Try it: Filter the entries that follow, copying every line in which the word "PREFIX" appears.

::: Exercise input :::

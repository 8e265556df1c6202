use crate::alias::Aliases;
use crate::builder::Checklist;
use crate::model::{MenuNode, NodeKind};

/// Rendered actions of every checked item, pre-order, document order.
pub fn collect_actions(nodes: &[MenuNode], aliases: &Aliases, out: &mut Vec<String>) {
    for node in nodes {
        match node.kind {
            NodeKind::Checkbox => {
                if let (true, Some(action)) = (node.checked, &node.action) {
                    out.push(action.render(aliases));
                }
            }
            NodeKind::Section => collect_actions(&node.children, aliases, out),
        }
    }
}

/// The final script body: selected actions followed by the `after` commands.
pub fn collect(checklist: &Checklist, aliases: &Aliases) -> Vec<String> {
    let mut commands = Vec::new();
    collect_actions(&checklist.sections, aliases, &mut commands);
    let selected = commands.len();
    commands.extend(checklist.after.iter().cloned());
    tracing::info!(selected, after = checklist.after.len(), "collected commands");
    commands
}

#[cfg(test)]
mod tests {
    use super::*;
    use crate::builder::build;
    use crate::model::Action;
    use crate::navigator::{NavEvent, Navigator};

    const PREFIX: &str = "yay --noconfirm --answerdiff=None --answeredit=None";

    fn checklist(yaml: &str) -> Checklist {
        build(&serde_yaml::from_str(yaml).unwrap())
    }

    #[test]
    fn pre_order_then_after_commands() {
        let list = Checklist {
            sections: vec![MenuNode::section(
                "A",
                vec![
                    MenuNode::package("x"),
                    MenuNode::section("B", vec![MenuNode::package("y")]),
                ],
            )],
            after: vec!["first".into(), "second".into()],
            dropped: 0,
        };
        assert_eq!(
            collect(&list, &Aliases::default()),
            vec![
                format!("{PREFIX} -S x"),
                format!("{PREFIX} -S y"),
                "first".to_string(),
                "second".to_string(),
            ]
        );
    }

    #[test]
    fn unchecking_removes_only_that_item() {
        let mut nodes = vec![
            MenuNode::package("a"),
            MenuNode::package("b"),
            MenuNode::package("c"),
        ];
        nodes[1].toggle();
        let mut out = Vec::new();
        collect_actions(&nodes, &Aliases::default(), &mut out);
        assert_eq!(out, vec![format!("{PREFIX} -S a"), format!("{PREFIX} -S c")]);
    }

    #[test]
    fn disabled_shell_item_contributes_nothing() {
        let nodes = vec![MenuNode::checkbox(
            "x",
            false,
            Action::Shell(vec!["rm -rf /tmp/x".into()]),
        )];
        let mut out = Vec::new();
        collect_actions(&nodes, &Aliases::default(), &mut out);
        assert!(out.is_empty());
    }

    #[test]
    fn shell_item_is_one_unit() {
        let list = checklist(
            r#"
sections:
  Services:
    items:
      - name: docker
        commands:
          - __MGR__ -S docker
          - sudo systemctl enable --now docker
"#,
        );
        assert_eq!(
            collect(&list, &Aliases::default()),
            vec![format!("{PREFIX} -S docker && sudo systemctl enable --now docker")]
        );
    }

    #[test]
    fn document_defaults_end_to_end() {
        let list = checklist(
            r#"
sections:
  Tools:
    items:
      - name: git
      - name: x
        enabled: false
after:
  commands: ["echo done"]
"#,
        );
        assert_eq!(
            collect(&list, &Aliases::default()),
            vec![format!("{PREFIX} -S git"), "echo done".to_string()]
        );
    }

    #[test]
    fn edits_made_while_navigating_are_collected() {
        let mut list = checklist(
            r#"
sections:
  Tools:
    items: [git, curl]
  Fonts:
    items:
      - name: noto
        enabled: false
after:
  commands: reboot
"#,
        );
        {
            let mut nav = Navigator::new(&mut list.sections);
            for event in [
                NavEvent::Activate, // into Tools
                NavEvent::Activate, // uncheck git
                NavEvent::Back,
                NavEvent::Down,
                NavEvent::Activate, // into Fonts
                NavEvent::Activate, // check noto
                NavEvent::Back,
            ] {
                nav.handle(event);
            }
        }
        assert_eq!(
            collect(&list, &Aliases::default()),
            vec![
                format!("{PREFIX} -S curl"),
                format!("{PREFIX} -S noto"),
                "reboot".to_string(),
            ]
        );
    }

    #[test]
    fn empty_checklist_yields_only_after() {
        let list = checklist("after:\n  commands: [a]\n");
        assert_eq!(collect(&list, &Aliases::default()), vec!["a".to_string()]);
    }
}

:::

Output below:
    const PREFIX: &str = "yay --noconfirm --answerdiff=None --answeredit=None";
                format!("{PREFIX} -S x"),
                format!("{PREFIX} -S y"),
        assert_eq!(out, vec![format!("{PREFIX} -S a"), format!("{PREFIX} -S c")]);
            vec![format!("{PREFIX} -S docker && sudo systemctl enable --now docker")]
            vec![format!("{PREFIX} -S git"), "echo done".to_string()]
                format!("{PREFIX} -S curl"),
                format!("{PREFIX} -S noto"),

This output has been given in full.